[Data in this exercise Boundary: Start]

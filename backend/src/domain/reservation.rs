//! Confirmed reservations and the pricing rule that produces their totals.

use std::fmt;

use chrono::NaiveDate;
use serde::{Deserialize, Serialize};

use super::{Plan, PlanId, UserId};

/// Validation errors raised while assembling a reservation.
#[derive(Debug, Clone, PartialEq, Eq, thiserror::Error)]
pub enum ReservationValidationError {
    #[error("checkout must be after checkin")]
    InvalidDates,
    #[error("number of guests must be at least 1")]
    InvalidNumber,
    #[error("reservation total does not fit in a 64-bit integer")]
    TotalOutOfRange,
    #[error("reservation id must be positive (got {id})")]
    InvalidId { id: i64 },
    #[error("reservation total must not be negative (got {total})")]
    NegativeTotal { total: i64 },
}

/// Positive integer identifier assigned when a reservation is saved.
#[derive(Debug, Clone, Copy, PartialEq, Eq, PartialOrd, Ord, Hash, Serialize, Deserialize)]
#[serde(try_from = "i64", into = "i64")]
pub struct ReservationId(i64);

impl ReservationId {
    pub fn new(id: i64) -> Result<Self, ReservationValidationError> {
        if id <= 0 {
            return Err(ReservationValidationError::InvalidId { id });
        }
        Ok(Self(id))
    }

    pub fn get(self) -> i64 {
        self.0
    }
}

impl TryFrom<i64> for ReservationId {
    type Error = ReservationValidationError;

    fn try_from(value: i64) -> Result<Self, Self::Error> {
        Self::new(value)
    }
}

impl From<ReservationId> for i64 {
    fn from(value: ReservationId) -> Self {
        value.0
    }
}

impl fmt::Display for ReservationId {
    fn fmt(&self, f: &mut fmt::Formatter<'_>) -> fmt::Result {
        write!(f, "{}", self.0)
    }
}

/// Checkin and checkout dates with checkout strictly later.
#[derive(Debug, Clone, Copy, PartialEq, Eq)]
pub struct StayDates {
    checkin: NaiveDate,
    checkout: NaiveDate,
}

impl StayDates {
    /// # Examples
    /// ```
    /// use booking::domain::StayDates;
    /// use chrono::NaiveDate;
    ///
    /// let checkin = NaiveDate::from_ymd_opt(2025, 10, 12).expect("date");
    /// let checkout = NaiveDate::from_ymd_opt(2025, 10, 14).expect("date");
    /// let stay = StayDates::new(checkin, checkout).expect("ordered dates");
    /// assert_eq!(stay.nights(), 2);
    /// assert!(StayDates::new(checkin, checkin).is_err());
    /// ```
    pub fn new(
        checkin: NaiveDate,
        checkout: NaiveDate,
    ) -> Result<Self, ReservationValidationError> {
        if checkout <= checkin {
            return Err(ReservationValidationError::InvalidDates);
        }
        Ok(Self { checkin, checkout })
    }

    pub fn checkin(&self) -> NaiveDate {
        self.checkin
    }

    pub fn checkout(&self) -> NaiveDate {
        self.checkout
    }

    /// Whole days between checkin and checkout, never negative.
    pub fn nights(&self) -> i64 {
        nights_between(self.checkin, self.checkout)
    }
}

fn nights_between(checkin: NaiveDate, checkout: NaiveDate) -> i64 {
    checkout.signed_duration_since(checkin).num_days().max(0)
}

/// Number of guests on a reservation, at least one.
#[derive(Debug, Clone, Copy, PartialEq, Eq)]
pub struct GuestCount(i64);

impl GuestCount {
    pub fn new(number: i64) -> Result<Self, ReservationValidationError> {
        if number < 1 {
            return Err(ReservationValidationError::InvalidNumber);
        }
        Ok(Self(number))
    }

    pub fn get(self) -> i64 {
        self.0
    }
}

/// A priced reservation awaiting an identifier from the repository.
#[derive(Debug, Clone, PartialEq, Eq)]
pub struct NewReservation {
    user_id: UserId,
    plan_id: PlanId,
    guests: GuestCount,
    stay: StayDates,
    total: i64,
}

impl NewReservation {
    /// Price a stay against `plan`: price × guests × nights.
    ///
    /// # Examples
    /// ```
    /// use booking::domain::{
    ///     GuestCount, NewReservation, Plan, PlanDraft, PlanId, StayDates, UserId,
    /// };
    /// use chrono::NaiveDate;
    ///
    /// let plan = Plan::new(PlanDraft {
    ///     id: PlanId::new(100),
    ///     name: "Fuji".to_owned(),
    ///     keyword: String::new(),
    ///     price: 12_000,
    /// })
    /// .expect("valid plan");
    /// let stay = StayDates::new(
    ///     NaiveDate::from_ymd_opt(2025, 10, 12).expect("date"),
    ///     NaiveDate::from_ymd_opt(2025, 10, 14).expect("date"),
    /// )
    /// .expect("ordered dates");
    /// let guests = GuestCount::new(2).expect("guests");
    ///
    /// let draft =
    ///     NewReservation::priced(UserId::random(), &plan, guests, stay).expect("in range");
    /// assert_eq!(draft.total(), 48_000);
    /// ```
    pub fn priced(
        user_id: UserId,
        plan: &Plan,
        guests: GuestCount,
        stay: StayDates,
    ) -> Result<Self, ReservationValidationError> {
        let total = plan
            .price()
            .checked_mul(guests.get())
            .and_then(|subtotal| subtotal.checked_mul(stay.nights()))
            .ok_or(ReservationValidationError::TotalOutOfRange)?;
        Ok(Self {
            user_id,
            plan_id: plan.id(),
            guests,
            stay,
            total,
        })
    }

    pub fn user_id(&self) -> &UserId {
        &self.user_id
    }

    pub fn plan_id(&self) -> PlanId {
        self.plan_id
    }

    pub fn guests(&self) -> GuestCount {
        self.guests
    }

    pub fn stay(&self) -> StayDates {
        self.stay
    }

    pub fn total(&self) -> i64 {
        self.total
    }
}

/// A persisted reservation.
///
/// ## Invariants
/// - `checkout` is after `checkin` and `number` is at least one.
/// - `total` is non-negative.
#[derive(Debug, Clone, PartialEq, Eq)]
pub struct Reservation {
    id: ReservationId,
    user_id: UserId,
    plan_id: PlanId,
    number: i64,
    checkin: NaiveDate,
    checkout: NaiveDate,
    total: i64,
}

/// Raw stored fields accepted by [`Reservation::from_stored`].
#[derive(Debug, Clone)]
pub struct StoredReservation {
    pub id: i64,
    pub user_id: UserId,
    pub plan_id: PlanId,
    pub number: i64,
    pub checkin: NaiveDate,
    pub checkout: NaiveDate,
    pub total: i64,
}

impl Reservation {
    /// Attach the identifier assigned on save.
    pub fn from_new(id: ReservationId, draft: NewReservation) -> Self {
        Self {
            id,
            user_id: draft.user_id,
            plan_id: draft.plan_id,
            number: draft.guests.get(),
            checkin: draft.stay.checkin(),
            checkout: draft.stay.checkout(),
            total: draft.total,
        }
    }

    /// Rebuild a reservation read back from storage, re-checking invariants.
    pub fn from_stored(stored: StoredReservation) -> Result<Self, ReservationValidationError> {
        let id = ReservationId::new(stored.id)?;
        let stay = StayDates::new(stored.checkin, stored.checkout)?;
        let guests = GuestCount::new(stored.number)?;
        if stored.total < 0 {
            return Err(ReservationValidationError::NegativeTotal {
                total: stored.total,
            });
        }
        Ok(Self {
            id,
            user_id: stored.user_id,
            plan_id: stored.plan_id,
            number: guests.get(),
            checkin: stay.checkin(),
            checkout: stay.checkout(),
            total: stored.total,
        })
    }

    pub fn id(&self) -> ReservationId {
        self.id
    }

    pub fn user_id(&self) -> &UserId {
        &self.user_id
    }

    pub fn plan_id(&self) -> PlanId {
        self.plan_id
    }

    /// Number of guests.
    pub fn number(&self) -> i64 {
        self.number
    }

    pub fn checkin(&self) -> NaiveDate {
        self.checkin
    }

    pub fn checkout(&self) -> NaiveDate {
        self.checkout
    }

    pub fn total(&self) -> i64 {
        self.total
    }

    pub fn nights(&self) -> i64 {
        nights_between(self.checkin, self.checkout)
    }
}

[Data in this exercise Boundary: End]

(Goal of the exercise): Lines holding "integer": copy each one from the records above.

(Reply to the task):
    #[error("reservation total does not fit in a 64-bit integer")]
/// Positive integer identifier assigned when a reservation is saved.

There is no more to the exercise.